▼▼▼

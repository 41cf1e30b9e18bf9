//! Error types for the key-value storage boundary.

/// Result type for storage operations.
pub type StoreResult<T> = Result<T, StoreError>;

/// Error raised by a [`crate::store::KeyValueStore`] backend.
///
/// These never cross the registry boundary: registry reads fall back to the
/// caller-supplied default and registry writes degrade to a logged warning
/// plus a `false` return.
#[derive(Debug, thiserror::Error)]
pub enum StoreError {
    /// Underlying medium failed (disk full, permissions, missing directory).
    #[error("storage i/o error: {0}")]
    Io(#[from] std::io::Error),

    /// Stored value could not be encoded or decoded.
    #[error("storage serialization error: {0}")]
    Serialization(#[from] serde_json::Error),

    /// Backend-specific failure that is neither i/o nor serialization.
    #[error("storage error: {0}")]
    Backend(String),
}

impl StoreError {
    /// Create a backend error from a plain message.
    pub fn backend(message: impl Into<String>) -> Self {
        Self::Backend(message.into())
    }
}
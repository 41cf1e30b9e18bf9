//! Reminder fire-time computation.
//!
//! A reminder fires `minutes_before` minutes ahead of the departure time.
//! Two edge policies apply: a departure already in the past cannot be
//! scheduled at all, and a lead time that has already elapsed (while the
//! departure is still ahead) degrades to a near-immediate notification so the
//! user gets *something* rather than silence.

use chrono::{DateTime, Duration as ChronoDuration, Utc};
use std::time::Duration;

/// Delay applied when the computed fire time has already passed but the
/// departure has not.
pub const IMMEDIATE_FALLBACK_DELAY: Duration = Duration::from_secs(2);

/// Longest accepted lead time, in minutes (24 hours).
pub const MAX_LEAD_MINUTES: u32 = 1440;

/// Outcome of the fire-time computation.
#[derive(Debug, Clone, PartialEq, Eq)]
pub struct ReminderTiming {
    /// When the notification should fire; `None` when the departure is
    /// already in the past and scheduling must be refused.
    pub notification_time: Option<DateTime<Utc>>,
    /// Distance from now to the fire time. Zero when scheduling is refused.
    pub delay: Duration,
    /// The departure itself has passed.
    pub is_in_past: bool,
    /// The regular fire time had passed, the near-immediate fallback applies.
    pub is_immediate: bool,
}

/// Compute the fire time for a reminder relative to the current instant.
pub fn calculate(departure: DateTime<Utc>, minutes_before: u32) -> ReminderTiming {
    calculate_at(departure, minutes_before, Utc::now())
}

/// Compute the fire time for a reminder relative to an explicit `now`.
pub fn calculate_at(
    departure: DateTime<Utc>,
    minutes_before: u32,
    now: DateTime<Utc>,
) -> ReminderTiming {
    if departure <= now {
        return ReminderTiming {
            notification_time: None,
            delay: Duration::ZERO,
            is_in_past: true,
            is_immediate: false,
        };
    }

    let target = departure - ChronoDuration::minutes(i64::from(minutes_before));
    if target <= now {
        // Lead time already elapsed; fire almost immediately instead of
        // staying silent.
        return ReminderTiming {
            notification_time: Some(
                now + ChronoDuration::from_std(IMMEDIATE_FALLBACK_DELAY)
                    .unwrap_or_else(|_| ChronoDuration::seconds(2)),
            ),
            delay: IMMEDIATE_FALLBACK_DELAY,
            is_in_past: false,
            is_immediate: true,
        };
    }

    ReminderTiming {
        notification_time: Some(target),
        delay: (target - now).to_std().unwrap_or(Duration::ZERO),
        is_in_past: false,
        is_immediate: false,
    }
}

/// Result of validating user-supplied reminder parameters.
#[derive(Debug, Clone, Default, PartialEq, Eq)]
pub struct SettingsValidation {
    pub errors: Vec<String>,
}

impl SettingsValidation {
    pub fn is_valid(&self) -> bool {
        self.errors.is_empty()
    }
}

/// Validate the reminder parameters a settings screen collects: the lead time
/// must be within 0 minutes and 24 hours, and the departure (when provided)
/// must still be in the future.
pub fn validate_reminder_settings(
    minutes_before: u32,
    departure: Option<DateTime<Utc>>,
) -> SettingsValidation {
    let mut errors = Vec::new();

    if minutes_before > MAX_LEAD_MINUTES {
        errors.push("lead time must be between 0 minutes and 24 hours".to_string());
    }

    if let Some(departure) = departure {
        if departure < Utc::now() {
            errors.push("departure time is already in the past".to_string());
        }
    }

    SettingsValidation { errors }
}

/// Human-readable fire time for UI display, e.g. `Aug 6, 02:30 PM`.
pub fn format_fire_time(time: DateTime<Utc>) -> String {
    time.format("%b %-d, %I:%M %p").to_string()
}

#[cfg(test)]
#[path = "timing_tests.rs"]
mod timing_tests;
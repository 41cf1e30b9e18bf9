//! Registry cleanup passes.
//!
//! Both passes operate on the persisted registry *and* the in-memory timer
//! map: a pruned record's timer (if any) is cancelled so nothing fires for a
//! record that no longer exists.

use chrono::Utc;
use std::collections::HashMap;

use crate::models::{NotificationKind, ScheduledNotification};
use crate::scheduler::TimerScheduler;
use crate::store::ScheduledNotificationStore;

/// Outcome of [`cleanup_all`].
#[derive(Debug, Clone, Copy, Default, PartialEq, Eq)]
pub struct CleanupReport {
    pub duplicates_removed: usize,
    pub expired_removed: usize,
}

impl CleanupReport {
    pub fn total(&self) -> usize {
        self.duplicates_removed + self.expired_removed
    }
}

/// Collapse duplicate records: within each `(route_id, kind)` group, keep the
/// record with the greatest `created_at` and cancel-and-remove the rest.
/// Returns the number removed.
pub fn cleanup_duplicates(
    registry: &ScheduledNotificationStore,
    scheduler: &TimerScheduler,
    plan_id: Option<&str>,
) -> usize {
    let notifications = registry.list(plan_id);

    let mut groups: HashMap<(Option<String>, NotificationKind), Vec<ScheduledNotification>> =
        HashMap::new();
    for notification in notifications {
        groups
            .entry((notification.route_id.clone(), notification.kind))
            .or_default()
            .push(notification);
    }

    let mut removed = 0;
    for (_, mut group) in groups {
        if group.len() < 2 {
            continue;
        }
        // Newest first; equal timestamps keep their iteration order.
        group.sort_by(|a, b| b.created_at.cmp(&a.created_at));
        for stale in &group[1..] {
            scheduler.cancel(&stale.id);
            registry.remove(&stale.id);
            removed += 1;
        }
    }

    if removed > 0 {
        log::debug!("pruned {removed} duplicate notification records");
    }
    removed
}

/// Remove every record whose scheduled time has passed, cancelling any
/// backing timer. Returns the number removed.
///
/// Past-due `scheduled` records are pruned even if they never fired (the
/// process may have been down at fire time); the registry does not
/// distinguish the two cases.
pub fn cleanup_expired(
    registry: &ScheduledNotificationStore,
    scheduler: &TimerScheduler,
    plan_id: Option<&str>,
) -> usize {
    let now = Utc::now();
    let mut removed = 0;

    for notification in registry.list(plan_id) {
        if notification.scheduled_time < now {
            scheduler.cancel(&notification.id);
            registry.remove(&notification.id);
            removed += 1;
        }
    }

    if removed > 0 {
        log::debug!("pruned {removed} expired notification records");
    }
    removed
}

/// Run both passes: duplicates first, then expiry.
pub fn cleanup_all(
    registry: &ScheduledNotificationStore,
    scheduler: &TimerScheduler,
    plan_id: Option<&str>,
) -> CleanupReport {
    CleanupReport {
        duplicates_removed: cleanup_duplicates(registry, scheduler, plan_id),
        expired_removed: cleanup_expired(registry, scheduler, plan_id),
    }
}

#[cfg(test)]
#[path = "cleanup_tests.rs"]
mod cleanup_tests;
//! In-memory settings store with separate private-session overrides.

use crate::ShieldOverrides;
use crate::ShieldSettingsStore;
use ns_core::PolicyError;
use ns_core::PolicyResult;
use std::collections::HashMap;
use std::sync::RwLock;

/// Settings store keyed by normalized registrable domain.
#[derive(Debug, Default)]
pub struct InMemoryShieldStore {
    persistent: RwLock<HashMap<String, ShieldOverrides>>,
    private: RwLock<HashMap<String, ShieldOverrides>>,
}

impl InMemoryShieldStore {
    pub fn new() -> Self {
        Self::default()
    }

    pub fn with_domain(self, domain: &str, overrides: ShieldOverrides) -> PolicyResult<Self> {
        self.set(domain, overrides)?;
        Ok(self)
    }

    pub fn set(&self, domain: &str, overrides: ShieldOverrides) -> PolicyResult<()> {
        write_entry(&self.persistent, domain, Some(overrides))
    }

    pub fn remove(&self, domain: &str) -> PolicyResult<()> {
        write_entry(&self.persistent, domain, None)
    }

    pub fn set_private(&self, domain: &str, overrides: ShieldOverrides) -> PolicyResult<()> {
        write_entry(&self.private, domain, Some(overrides))
    }

    /// Drops every private-session override, e.g. when the last private tab closes.
    pub fn clear_private_overrides(&self) -> PolicyResult<()> {
        let mut map = self.private.write().map_err(|_| poisoned())?;
        map.clear();
        Ok(())
    }
}

impl ShieldSettingsStore for InMemoryShieldStore {
    fn get(&self, domain: &str) -> PolicyResult<Option<ShieldOverrides>> {
        read_entry(&self.persistent, domain)
    }

    fn get_private(&self, domain: &str) -> PolicyResult<Option<ShieldOverrides>> {
        read_entry(&self.private, domain)
    }
}

fn normalize_domain(domain: &str) -> String {
    domain.trim().trim_end_matches('.').to_ascii_lowercase()
}

fn read_entry(
    map: &RwLock<HashMap<String, ShieldOverrides>>,
    domain: &str,
) -> PolicyResult<Option<ShieldOverrides>> {
    let map = map.read().map_err(|_| poisoned())?;
    Ok(map.get(&normalize_domain(domain)).copied())
}

fn write_entry(
    map: &RwLock<HashMap<String, ShieldOverrides>>,
    domain: &str,
    overrides: Option<ShieldOverrides>,
) -> PolicyResult<()> {
    let key = normalize_domain(domain);
    if key.is_empty() {
        return Err(PolicyError::malformed(
            "shields.domain_empty",
            "shield overrides need a non-empty domain",
        ));
    }

    let mut map = map.write().map_err(|_| poisoned())?;
    match overrides {
        Some(overrides) => {
            map.insert(key, overrides);
        }
        None => {
            map.remove(&key);
        }
    }
    Ok(())
}

fn poisoned() -> PolicyError {
    PolicyError::unavailable(
        "shields.store_poisoned",
        "shield settings store lock was poisoned",
    )
}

▲▲▲

# Exercise prompt:
Lines in the data that hold "None" must be located and copied.

# Exercise result:
    /// When the notification should fire; `None` when the departure is
            notification_time: None,
        write_entry(&self.persistent, domain, None)
        None => {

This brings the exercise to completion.